Esse desenvolvimento significa uma virada acentuada da política anterior de Pequim de visar principalmente cidadãos canadenses de ascendência chinesa no intuito de usar reféns para promover seus interesses.

De acordo com o relatório do Toronto Star “Os canadenses esquecidos detidos na China”, aproximadamente 200 cidadãos canadenses estão sob custódia da polícia ou foram sentenciados e presos na República Popular da China.

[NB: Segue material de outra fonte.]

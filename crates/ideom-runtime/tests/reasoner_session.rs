//! Reasoner sessions
//!
//! End-to-end request cycles, feedback and save/load of the full state.

use ideom_runtime::prelude::*;
use std::path::Path;

fn seeded_reasoner() -> (Reasoner, IdeomId, IdeomId) {
    let mut reasoner = Reasoner::new(EngineConfig::default()).unwrap();
    let dog = reasoner.create_ideom("dog");
    let bark = reasoner.create_ideom("bark");
    reasoner.connect(&dog, &bark, 0.8).unwrap();
    reasoner.create_prefab(
        "dog barks",
        [(dog.clone(), 1.0), (bark.clone(), 0.5)],
        Some("When a {ideom_1} is around you hear {ideom_2}.".to_string()),
        ["animals", "sound"],
    );
    (reasoner, dog, bark)
}

#[test]
fn full_cycle_renders_the_matching_template() {
    let (mut reasoner, _dog, bark) = seeded_reasoner();
    let result = reasoner.process("A dog!", &[]);

    assert!(result.snapshot.contains(&bark));
    assert_eq!(result.response, "When a dog is around you hear bark.");
    assert!(result.confidence >= 0.5);
    assert_eq!(result.matches[0].prefab.name, "dog barks");
    assert_eq!(reasoner.propagator().history().len(), 1);
}

#[test]
fn corrected_feedback_teaches_a_new_answer() {
    let mut reasoner = Reasoner::new(EngineConfig::default()).unwrap();
    let first = reasoner.process("sky colour", &[]);
    assert!(first.matches.is_empty());

    let feedback = Feedback::new("sky colour", first.snapshot, 0.0).with_correction("The sky is blue.");
    let report = reasoner.learn(&feedback);
    assert_eq!(report.prefabs_created, 1);

    let second = reasoner.process("sky colour", &[]);
    assert_eq!(second.response, "The sky is blue.");
}

#[test]
fn history_grows_to_capacity() {
    let mut reasoner = Reasoner::new(EngineConfig::default()).unwrap();
    for _ in 0..15 {
        reasoner.process("rain clouds", &[]);
    }
    assert_eq!(reasoner.propagator().history().len(), 10);
}

#[test]
fn saved_state_round_trips() {
    let dir = tempfile::tempdir().unwrap();
    let (mut reasoner, dog, bark) = seeded_reasoner();
    reasoner.process("dog", &[]);
    reasoner.save(dir.path()).unwrap();

    let mut restored = Reasoner::new(EngineConfig::default()).unwrap();
    restored.load(dir.path()).unwrap();

    assert_eq!(restored.graph().len(), reasoner.graph().len());
    for id in reasoner.graph().ids() {
        let before = reasoner.graph().get(&id).unwrap();
        let after = restored.graph().get(&id).unwrap();
        assert_eq!(after.name, before.name);
        assert_eq!(after.activation_threshold, before.activation_threshold);
        assert_eq!(after.decay_rate, before.decay_rate);
        let mut edges_before = reasoner.graph().connections(&id);
        let mut edges_after = restored.graph().connections(&id);
        edges_before.sort_by(|a, b| a.0.cmp(&b.0));
        edges_after.sort_by(|a, b| a.0.cmp(&b.0));
        assert_eq!(edges_after, edges_before);
    }
    assert!(restored.graph().weight(&dog, &bark) > 0.0);

    assert_eq!(restored.library().len(), reasoner.library().len());
    for before in reasoner.library().all() {
        let after = restored.library().get(&before.id).unwrap();
        assert_eq!(after.name, before.name);
        assert_eq!(after.ideom_weights, before.ideom_weights);
        assert_eq!(after.activation_threshold, before.activation_threshold);
        assert_eq!(after.response_template, before.response_template);
        assert_eq!(after.tags, before.tags);
    }
}

#[test]
fn failed_load_keeps_current_state() {
    let dir = tempfile::tempdir().unwrap();
    std::fs::write(dir.path().join(IDEOMS_FILE), "[1, 2").unwrap();

    let (mut reasoner, _, _) = seeded_reasoner();
    let err = reasoner.load(dir.path()).unwrap_err();
    assert!(matches!(err, IdeomError::LoadFailure { .. }));
    assert_eq!(reasoner.graph().len(), 2);
    assert_eq!(reasoner.library().len(), 1);
}

#[test]
fn config_file_drives_the_reasoner() {
    let dir = tempfile::tempdir().unwrap();
    let path = dir.path().join("ideom.toml");
    std::fs::write(
        &path,
        "[reasoning]\nuse_temporal_context = false\n\n[propagation]\nmax_steps = 1\n",
    )
    .unwrap();

    let config = EngineConfig::load(Path::new(&path)).unwrap();
    assert!(!config.reasoning.use_temporal_context);
    let mut reasoner = ReasonerBuilder::new().with_config(config).build().unwrap();
    let result = reasoner.process("alpha beta", &[]);
    assert_eq!(result.snapshot.len(), 2);
    assert_eq!(reasoner.config().propagation.max_steps, 1);
}
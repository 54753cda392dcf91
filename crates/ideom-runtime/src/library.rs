//! Prefab library: the store of learned templates and exact-threshold
//! matching against a snapshot.
//!
//! Prefabs live in an arena of slots addressed through an id index.
//! Iteration follows insertion order.

use ideom_core::prefab::Prefab;
use ideom_core::snapshot::ActivationSnapshot;
use ideom_core::types::{IdeomId, PrefabId};
use std::collections::{HashMap, HashSet};
use tracing::debug;

#[derive(Debug, Clone)]
pub struct PrefabLibrary {
    slots: Vec<Option<Prefab>>,
    index: HashMap<PrefabId, usize>,
    /// Threshold given to prefabs the library creates itself.
    default_threshold: f64,
}

impl PrefabLibrary {
    pub fn new(default_threshold: f64) -> Self {
        Self {
            slots: Vec::new(),
            index: HashMap::new(),
            default_threshold,
        }
    }

    pub fn default_threshold(&self) -> f64 {
        self.default_threshold
    }

    /// Insert a prefab, replacing any prefab with the same id in place.
    pub fn add(&mut self, prefab: Prefab) -> PrefabId {
        let id = prefab.id.clone();
        match self.index.get(&id) {
            Some(&slot) => self.slots[slot] = Some(prefab),
            None => {
                self.index.insert(id.clone(), self.slots.len());
                self.slots.push(Some(prefab));
            }
        }
        id
    }

    pub fn get(&self, id: &PrefabId) -> Option<&Prefab> {
        self.index.get(id).and_then(|&slot| self.slots[slot].as_ref())
    }

    pub fn get_mut(&mut self, id: &PrefabId) -> Option<&mut Prefab> {
        let slot = *self.index.get(id)?;
        self.slots[slot].as_mut()
    }

    pub fn remove(&mut self, id: &PrefabId) -> Option<Prefab> {
        let slot = self.index.remove(id)?;
        self.slots[slot].take()
    }

    /// Replace a stored prefab. Returns false if its id is unknown.
    pub fn update(&mut self, prefab: Prefab) -> bool {
        match self.get_mut(&prefab.id) {
            Some(existing) => {
                *existing = prefab;
                true
            }
            None => false,
        }
    }

    /// Every prefab, in insertion order.
    pub fn all(&self) -> impl Iterator<Item = &Prefab> + '_ {
        self.slots.iter().flatten()
    }

    pub fn ids(&self) -> Vec<PrefabId> {
        self.all().map(|p| p.id.clone()).collect()
    }

    pub fn by_tag(&self, tag: &str) -> Vec<&Prefab> {
        self.all().filter(|p| p.has_tag(tag)).collect()
    }

    pub fn by_name(&self, name: &str) -> Vec<&Prefab> {
        self.all().filter(|p| p.name == name).collect()
    }

    pub fn len(&self) -> usize {
        self.index.len()
    }

    pub fn is_empty(&self) -> bool {
        self.index.is_empty()
    }

    /// Prefabs scoring at least `threshold`, best first.
    ///
    /// Each returned copy carries its score as `activation_level`. The
    /// library itself is not modified.
    pub fn matching(&self, snapshot: &ActivationSnapshot, threshold: f64) -> Vec<Prefab> {
        let mut matches: Vec<Prefab> = self
            .all()
            .filter_map(|prefab| {
                let mut scored = prefab.clone();
                (scored.activate(snapshot) >= threshold).then_some(scored)
            })
            .collect();
        sort_by_score(&mut matches);
        matches
    }

    /// Like `matching`, but also records every matched id in the snapshot.
    pub fn find_matching(&self, snapshot: &mut ActivationSnapshot, threshold: f64) -> Vec<Prefab> {
        let matches = self.matching(snapshot, threshold);
        for prefab in &matches {
            snapshot.add_active_prefab(prefab.id.clone());
        }
        debug!(matched = matches.len(), threshold, "exact prefab matching");
        matches
    }

    /// Build and store a prefab from the snapshot's ideoms at or above
    /// `min_activation`, each weighted by its activation.
    pub fn create_from_snapshot<I, S>(
        &mut self,
        snapshot: &ActivationSnapshot,
        name: impl Into<String>,
        min_activation: f64,
        response_template: Option<String>,
        tags: I,
    ) -> PrefabId
    where
        I: IntoIterator<Item = S>,
        S: Into<String>,
    {
        let weights: Vec<(IdeomId, f64)> = snapshot
            .iter()
            .filter(|(_, level)| *level >= min_activation)
            .map(|(id, level)| (id.clone(), level))
            .collect();
        let mut prefab = Prefab::new(name)
            .with_weights(weights)
            .with_threshold(self.default_threshold)
            .with_tags(tags);
        prefab.response_template = response_template;
        self.add(prefab)
    }

    /// Merge every pair of prefabs whose template similarity is at least
    /// `threshold`. Both inputs are replaced by the merged prefab. Returns
    /// the number of merges performed.
    ///
    /// A prefab takes part in at most one merge per call, pairing with the
    /// first similar partner in library order. A cluster of three or more
    /// similar prefabs collapses over repeated calls, and merged prefabs
    /// are only compared again on the next call.
    pub fn merge_similar(&mut self, threshold: f64) -> usize {
        let snapshot: Vec<Prefab> = self.all().cloned().collect();
        let mut consumed: HashSet<PrefabId> = HashSet::new();
        let mut merged = Vec::new();

        for (i, left) in snapshot.iter().enumerate() {
            if consumed.contains(&left.id) {
                continue;
            }
            for right in &snapshot[i + 1..] {
                if consumed.contains(&right.id) || consumed.contains(&left.id) {
                    continue;
                }
                if left.template_similarity(right) >= threshold {
                    merged.push(left.merged(right, self.default_threshold));
                    consumed.insert(left.id.clone());
                    consumed.insert(right.id.clone());
                }
            }
        }

        for id in &consumed {
            self.remove(id);
        }
        let count = merged.len();
        for prefab in merged {
            self.add(prefab);
        }
        debug!(merges = count, remaining = self.len(), "merged similar prefabs");
        count
    }
}

impl Default for PrefabLibrary {
    fn default() -> Self {
        Self::new(ideom_core::types::DEFAULT_ACTIVATION_THRESHOLD)
    }
}

/// Stable descending sort on `activation_level`.
pub(crate) fn sort_by_score(prefabs: &mut [Prefab]) {
    prefabs.sort_by(|a, b| {
        b.activation_level
            .partial_cmp(&a.activation_level)
            .unwrap_or(std::cmp::Ordering::Equal)
    });
}
//! Error types for ideom operations.
//!
//! Only two kinds of failure are visible to callers of the engine:
//! connecting unknown nodes and loading a malformed persisted file.
//! Numeric corner cases (empty templates, zero weights, empty seed lists)
//! resolve to zero or empty results locally and never surface here.

use crate::types::IdeomId;
use std::path::PathBuf;
use thiserror::Error;

/// Result type for ideom operations.
pub type Result<T> = std::result::Result<T, IdeomError>;

#[derive(Debug, Error)]
pub enum IdeomError {
    /// An edge endpoint does not exist in the graph.
    #[error("ideom not found: {0}")]
    NodeNotFound(IdeomId),

    /// A persisted document could not be parsed or is inconsistent.
    /// Nothing from the file has been applied.
    #[error("failed to load {}: {reason}", path.display())]
    LoadFailure { path: PathBuf, reason: String },

    #[error("I/O error: {0}")]
    Io(#[from] std::io::Error),

    #[error("serialization error: {0}")]
    Serialization(#[from] serde_json::Error),

    #[error("invalid configuration: {0}")]
    InvalidConfig(String),
}

impl IdeomError {
    pub fn load_failure(path: impl Into<PathBuf>, reason: impl ToString) -> Self {
        Self::LoadFailure {
            path: path.into(),
            reason: reason.to_string(),
        }
    }
}

#[cfg(test)]
mod tests {
    use super::*;

    #[test]
    fn node_not_found_names_the_id() {
        let err = IdeomError::NodeNotFound(IdeomId::from("ghost"));
        assert_eq!(err.to_string(), "ideom not found: ghost");
    }

    #[test]
    fn load_failure_names_the_path() {
        let err = IdeomError::load_failure("/tmp/ideoms.json", "expected value");
        assert!(err.to_string().contains("/tmp/ideoms.json"));
        assert!(err.to_string().contains("expected value"));
    }
}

Embora a maioria desses casos não seja política, esses canadenses estão à mercê do sistema judicial chinês, onde a justiça dispensada não é nada parecida com os tribunais ocidentais. A vida na prisão também é especialmente severa, onde o abuso e a tortura são comuns.

Diplomacia de reféns com características chinesas

A diplomacia de reféns não é um truque novo do Partido Comunista Chinês (PCC). Nas últimas décadas, tem servido como moeda de barganha por Pequim na busca de favores políticos e econômicos dos países ocidentais.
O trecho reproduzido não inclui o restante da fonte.